# Your goal:
The reply has to be a number alone, equal to how many lines in the entries below hold the string "zero".

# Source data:
++++++++++
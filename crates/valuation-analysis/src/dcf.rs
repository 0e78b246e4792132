use analysis_core::{line_items, stats, FallbackChain, Sourced, ValueSource};

use crate::models::{DcfAssumptions, DcfParams, DcfValuation, ProjectedCashFlow};
use crate::ValuationAnalyzer;

/// Growth assumed when neither the caller nor the FCF history supplies one.
const DEFAULT_FCF_GROWTH: f64 = 5.0;

/// Annual FCF periods used for the historical growth estimate.
const FCF_GROWTH_PERIODS: usize = 3;

impl ValuationAnalyzer<'_> {
    /// Discounted cash flow valuation.
    ///
    /// Projects current free cash flow at the growth rate for
    /// `projection_years`, adds a Gordon Growth terminal value, bridges
    /// enterprise value to equity with net debt and divides by shares.
    /// Missing inputs and violated preconditions are reported in `error`.
    pub fn calculate_dcf_valuation(&self, params: &DcfParams) -> DcfValuation {
        let mut result = DcfValuation {
            intrinsic_value_per_share: None,
            current_price: self.current_price,
            currency: self.currency(),
            discount_premium_pct: None,
            fcf_current: None,
            growth_rate_used: None,
            terminal_growth_rate: params.terminal_growth_rate,
            wacc_used: None,
            enterprise_value: None,
            equity_value: None,
            shares_outstanding: None,
            projection_years: params.projection_years,
            projections: Vec::new(),
            assumptions: DcfAssumptions::default(),
            error: None,
        };

        let Some(cash_flow) = self.statements.cash_flow_annual() else {
            result.error = Some("No annual cash flow data available".to_string());
            return result;
        };

        let Some(fcf_current) = cash_flow.value(line_items::FREE_CASH_FLOW, 0) else {
            result.error = Some("Free Cash Flow not available".to_string());
            return result;
        };
        result.fcf_current = Some(fcf_current);

        if fcf_current <= 0.0 {
            result.error = Some("Negative or zero FCF - DCF not applicable".to_string());
            return result;
        }

        let growth = FallbackChain::new()
            .with(ValueSource::UserProvided, params.growth_rate)
            .then(ValueSource::HistoricalFcf, || self.estimate_fcf_growth_rate())
            .or_default(DEFAULT_FCF_GROWTH);
        result.growth_rate_used = Some(growth.value);
        result.assumptions.growth_rate_source = Some(growth.source);

        let wacc = FallbackChain::new()
            .with(ValueSource::UserProvided, params.wacc)
            .resolve()
            .unwrap_or_else(|| {
                Sourced::new(self.estimate_cost_of_equity(), ValueSource::EstimatedFromBeta)
            });
        result.wacc_used = Some(wacc.value);
        result.assumptions.wacc_source = Some(wacc.source);

        if wacc.value <= params.terminal_growth_rate {
            result.error = Some(format!(
                "WACC ({:.2}%) must exceed terminal growth ({:.2}%) for DCF calculation",
                wacc.value, params.terminal_growth_rate
            ));
            return result;
        }

        let g = growth.value / 100.0;
        let r = wacc.value / 100.0;
        let tg = params.terminal_growth_rate / 100.0;

        let years = params.projection_years;
        result.projections = (1..=years)
            .map(|year| {
                let fcf = fcf_current * (1.0 + g).powi(year as i32);
                ProjectedCashFlow {
                    year,
                    fcf,
                    present_value: fcf / (1.0 + r).powi(year as i32),
                }
            })
            .collect();

        let final_year_fcf = fcf_current * (1.0 + g).powi(years as i32);
        let terminal_value = final_year_fcf * (1.0 + tg) / (r - tg);
        let pv_terminal_value = terminal_value / (1.0 + r).powi(years as i32);
        let pv_projected_fcf: f64 = result.projections.iter().map(|p| p.present_value).sum();
        let enterprise_value = pv_projected_fcf + pv_terminal_value;

        result.assumptions.pv_projected_fcf = Some(pv_projected_fcf);
        result.assumptions.terminal_value = Some(terminal_value);
        result.assumptions.pv_terminal_value = Some(pv_terminal_value);
        result.enterprise_value = Some(enterprise_value);

        let cash = self.profile.positive("totalCash").unwrap_or(0.0);
        let debt = self.profile.positive("totalDebt").unwrap_or(0.0);
        let net_debt = debt - cash;
        let equity_value = enterprise_value - net_debt;
        result.assumptions.cash = Some(cash);
        result.assumptions.debt = Some(debt);
        result.assumptions.net_debt = Some(net_debt);
        result.equity_value = Some(equity_value);

        let Some((shares, from_market_cap)) = self.shares_outstanding() else {
            result.error = Some("Shares outstanding not available".to_string());
            return result;
        };
        result.shares_outstanding = Some(shares);
        result.assumptions.shares_calculated_from_market_cap = from_market_cap;

        let intrinsic = equity_value / shares;
        result.intrinsic_value_per_share = stats::finite(intrinsic);
        result.discount_premium_pct = self.discount_premium(intrinsic);

        result
    }

    /// CAGR of reported free cash flow over up to three annual periods.
    ///
    /// Uses the most recent and the oldest available period; the oldest must
    /// be positive.
    pub fn estimate_fcf_growth_rate(&self) -> Option<f64> {
        let cash_flow = self.statements.cash_flow_annual()?;
        let history: Vec<(usize, f64)> = (0..FCF_GROWTH_PERIODS)
            .filter_map(|p| cash_flow.value(line_items::FREE_CASH_FLOW, p).map(|v| (p, v)))
            .collect();

        if history.len() < 2 {
            return None;
        }
        let (newest_period, newest) = history[0];
        let (oldest_period, oldest) = history[history.len() - 1];
        stats::cagr(newest, oldest, (oldest_period - newest_period) as f64)
    }

    /// Share count from the profile, else market cap over the current price.
    /// The flag is true when the fallback was used.
    fn shares_outstanding(&self) -> Option<(f64, bool)> {
        if let Some(shares) = self
            .profile
            .first_positive(&["sharesOutstanding", "impliedSharesOutstanding"])
        {
            return Some((shares, false));
        }

        let market_cap = self.profile.positive("marketCap")?;
        let price = self.current_price.filter(|p| *p > 0.0)?;
        Some((market_cap / price, true))
    }
}
//! Dividend cadence, trailing-twelve-month totals and sustainability scoring.

use std::collections::BTreeMap;

use analysis_core::{stats, DividendSeries};
use chrono::{Datelike, Duration, NaiveDate};

use crate::models::{DividendAnalysis, DividendFrequency, SustainabilityRating};
use crate::ValuationAnalyzer;

/// Years of annual totals considered for the historical growth rate.
const GROWTH_LOOKBACK_YEARS: usize = 5;

/// Classify payment cadence by the median gap in calendar days between ex-dates.
pub fn detect_frequency(dividends: &DividendSeries) -> DividendFrequency {
    let payments = dividends.payments();
    if payments.len() < 2 {
        return DividendFrequency::Unknown;
    }

    let mut gaps: Vec<i64> = payments
        .windows(2)
        .map(|w| (w[1].0 - w[0].0).num_days())
        .collect();
    gaps.sort_unstable();

    let mid = gaps.len() / 2;
    let median_days = if gaps.len() % 2 == 0 {
        (gaps[mid - 1] + gaps[mid]) / 2
    } else {
        gaps[mid]
    };

    match median_days {
        d if d > 300 => DividendFrequency::Annual,
        d if d > 150 => DividendFrequency::SemiAnnual,
        d if d > 60 => DividendFrequency::Quarterly,
        d if d > 20 => DividendFrequency::Monthly,
        _ => DividendFrequency::Irregular,
    }
}

/// Dividends paid in the 365 days up to `as_of`.
///
/// When that window is empty, falls back to the most recent year's worth of
/// payments for the detected cadence (the last four for irregular payers).
pub fn ttm_dividend(dividends: &DividendSeries, as_of: NaiveDate) -> f64 {
    if dividends.is_empty() {
        return 0.0;
    }

    let cutoff = as_of - Duration::days(365);
    let trailing: f64 = dividends
        .payments()
        .iter()
        .filter(|(date, _)| *date >= cutoff)
        .map(|(_, amount)| amount)
        .sum();
    if trailing > 0.0 {
        return trailing;
    }

    let payments = dividends.payments();
    let take = detect_frequency(dividends)
        .payments_per_year()
        .unwrap_or(4)
        .min(payments.len());
    payments[payments.len() - take..].iter().map(|(_, a)| a).sum()
}

/// Dividend totals per calendar year, including zero-payment years between
/// the first and last payment.
pub fn annual_totals(dividends: &DividendSeries) -> BTreeMap<i32, f64> {
    let mut totals = BTreeMap::new();
    let (Some(first), Some(last)) = (dividends.payments().first(), dividends.last_date()) else {
        return totals;
    };

    for year in first.0.year()..=last.year() {
        totals.insert(year, 0.0);
    }
    for (date, amount) in dividends.payments() {
        *totals.entry(date.year()).or_insert(0.0) += amount;
    }
    totals
}

/// CAGR of annual dividend totals over the last five paying years, in percent.
pub fn dividend_growth_rate(dividends: &DividendSeries) -> Option<f64> {
    let paying: Vec<f64> = annual_totals(dividends)
        .into_values()
        .filter(|total| *total > 0.0)
        .collect();
    if paying.len() < 2 {
        return None;
    }

    let recent = &paying[paying.len() - paying.len().min(GROWTH_LOOKBACK_YEARS)..];
    stats::cagr(recent[recent.len() - 1], recent[0], (recent.len() - 1) as f64)
}

/// Calendar years with a dividend, counted back from the latest payment year.
pub fn consecutive_years(dividends: &DividendSeries) -> u32 {
    annual_totals(dividends)
        .values()
        .rev()
        .take_while(|total| **total > 0.0)
        .count() as u32
}

/// 0-100 score from payout ratio (percent), growth (percent) and consecutive years.
pub fn sustainability_score(
    payout_ratio_pct: Option<f64>,
    growth_rate_pct: Option<f64>,
    consecutive_years: u32,
) -> u32 {
    let payout_points = match payout_ratio_pct {
        Some(p) if p <= 50.0 => 40,
        Some(p) if p <= 70.0 => 30,
        Some(p) if p <= 90.0 => 15,
        Some(p) if p <= 100.0 => 5,
        _ => 0,
    };

    let growth_points = match growth_rate_pct {
        Some(g) if g >= 10.0 => 30,
        Some(g) if g >= 5.0 => 20,
        Some(g) if g >= 0.0 => 10,
        _ => 0,
    };

    let consistency_points = match consecutive_years {
        10.. => 30,
        5..=9 => 20,
        3..=4 => 10,
        1..=2 => 5,
        0 => 0,
    };

    payout_points + growth_points + consistency_points
}

impl ValuationAnalyzer<'_> {
    /// Yield, TTM dividend, growth, coverage and a sustainability score.
    pub fn analyze_dividends(&self) -> DividendAnalysis {
        let mut result = DividendAnalysis::default();

        let dividend_yield = self.profile.positive("dividendYield");
        let has_history = !self.dividends.is_empty() && self.dividends.total() > 0.0;
        if !has_history && dividend_yield.is_none() {
            return result;
        }
        result.pays_dividends = true;

        // Providers report yield either as a fraction (0.0366) or already in percent (3.66).
        result.dividend_yield = dividend_yield.map(|y| if y > 1.0 { y } else { y * 100.0 });

        if has_history {
            result.annual_dividend = Some(ttm_dividend(self.dividends, self.as_of));
            result.dividend_growth_rate = dividend_growth_rate(self.dividends);
            result.consecutive_years = Some(consecutive_years(self.dividends));
            result.latest_ex_dividend_date = self.dividends.last_date();
            result.frequency = Some(detect_frequency(self.dividends));
        }

        let payout_ratio = self.profile.positive("payoutRatio");
        result.payout_ratio = payout_ratio.map(|p| p * 100.0);

        if let Some(payout) = payout_ratio {
            let coverage = 1.0 / payout;
            result.dividend_coverage_ratio = Some(coverage);

            if payout > 1.0 {
                result
                    .warnings
                    .push("Payout ratio > 100% - dividends exceed earnings (unsustainable)".to_string());
            } else if payout > 0.8 {
                result
                    .warnings
                    .push("High payout ratio (>80%) - limited room for growth".to_string());
            } else if coverage < 1.5 {
                result
                    .warnings
                    .push("Low dividend coverage (<1.5x) - risk of dividend cut".to_string());
            }
        }

        let score = sustainability_score(
            result.payout_ratio,
            result.dividend_growth_rate,
            result.consecutive_years.unwrap_or(0),
        );
        result.sustainability_score = Some(score);
        result.sustainability_rating = Some(SustainabilityRating::from_score(score));

        result
    }
}

#[cfg(test)]
mod tests {
    use super::*;
    use approx::assert_relative_eq;

    fn date(y: i32, m: u32, d: u32) -> NaiveDate {
        NaiveDate::from_ymd_opt(y, m, d).unwrap()
    }

    fn evenly_spaced(start: NaiveDate, gap_days: i64, count: usize, amount: f64) -> DividendSeries {
        DividendSeries::new(
            (0..count)
                .map(|i| (start + Duration::days(gap_days * i as i64), amount))
                .collect(),
        )
        .unwrap()
    }

    #[test]
    fn test_frequency_by_median_gap() {
        let start = date(2020, 1, 15);
        assert_eq!(detect_frequency(&evenly_spaced(start, 91, 6, 0.5)), DividendFrequency::Quarterly);
        assert_eq!(detect_frequency(&evenly_spaced(start, 366, 4, 2.0)), DividendFrequency::Annual);
        assert_eq!(detect_frequency(&evenly_spaced(start, 182, 4, 1.0)), DividendFrequency::SemiAnnual);
        assert_eq!(detect_frequency(&evenly_spaced(start, 30, 12, 0.1)), DividendFrequency::Monthly);
        assert_eq!(detect_frequency(&evenly_spaced(start, 7, 5, 0.1)), DividendFrequency::Irregular);
        assert_eq!(detect_frequency(&evenly_spaced(start, 91, 1, 0.5)), DividendFrequency::Unknown);
    }

    #[test]
    fn test_ttm_uses_trailing_window() {
        let series = evenly_spaced(date(2022, 1, 15), 91, 12, 0.25);
        let as_of = series.last_date().unwrap() + Duration::days(10);
        // Payments every 91 days: four land inside the last 365 days.
        assert_relative_eq!(ttm_dividend(&series, as_of), 1.0);
    }

    #[test]
    fn test_ttm_falls_back_by_frequency_when_window_is_empty() {
        let quarterly = evenly_spaced(date(2018, 1, 15), 91, 8, 0.25);
        let far_future = date(2030, 1, 1);
        assert_relative_eq!(ttm_dividend(&quarterly, far_future), 1.0);

        let annual = evenly_spaced(date(2015, 6, 1), 366, 3, 2.0);
        assert_relative_eq!(ttm_dividend(&annual, far_future), 2.0);

        let irregular = DividendSeries::new(vec![(date(2019, 3, 1), 0.3), (date(2019, 3, 8), 0.2)]).unwrap();
        assert_relative_eq!(ttm_dividend(&irregular, far_future), 0.5);
    }

    #[test]
    fn test_growth_and_consecutive_years() {
        let series = DividendSeries::new(vec![
            (date(2019, 6, 1), 1.00),
            (date(2020, 6, 1), 1.10),
            (date(2021, 6, 1), 1.21),
        ])
        .unwrap();
        assert_relative_eq!(dividend_growth_rate(&series).unwrap(), 10.0, epsilon = 1e-9);
        assert_eq!(consecutive_years(&series), 3);
    }

    #[test]
    fn test_gap_year_breaks_the_streak() {
        let series = DividendSeries::new(vec![
            (date(2017, 6, 1), 1.0),
            (date(2018, 6, 1), 1.0),
            (date(2020, 6, 1), 1.0),
            (date(2021, 6, 1), 1.0),
        ])
        .unwrap();
        assert_eq!(consecutive_years(&series), 2);
        assert_eq!(annual_totals(&series).get(&2019), Some(&0.0));
        // Flat payments are a valid 0% growth rate.
        assert_relative_eq!(dividend_growth_rate(&series).unwrap(), 0.0);
    }

    #[test]
    fn test_growth_needs_two_paying_years() {
        let series = DividendSeries::new(vec![(date(2021, 3, 1), 0.5), (date(2021, 6, 1), 0.5)]).unwrap();
        assert!(dividend_growth_rate(&series).is_none());
    }

    #[test]
    fn test_sustainability_score_bands() {
        assert_eq!(sustainability_score(Some(40.0), Some(12.0), 25), 100);
        assert_eq!(sustainability_score(Some(65.0), Some(6.0), 6), 70);
        assert_eq!(sustainability_score(Some(85.0), Some(0.0), 3), 35);
        assert_eq!(sustainability_score(Some(100.0), Some(-2.0), 1), 10);
        assert_eq!(sustainability_score(Some(120.0), None, 0), 0);
        assert_eq!(sustainability_score(None, None, 0), 0);

        assert_eq!(SustainabilityRating::from_score(100), SustainabilityRating::Excellent);
        assert_eq!(SustainabilityRating::from_score(70), SustainabilityRating::Good);
        assert_eq!(SustainabilityRating::from_score(40), SustainabilityRating::Fair);
        assert_eq!(SustainabilityRating::from_score(35), SustainabilityRating::Poor);
        assert_eq!(SustainabilityRating::from_score(10), SustainabilityRating::HighRisk);
    }
}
++++++++++
# Output:
2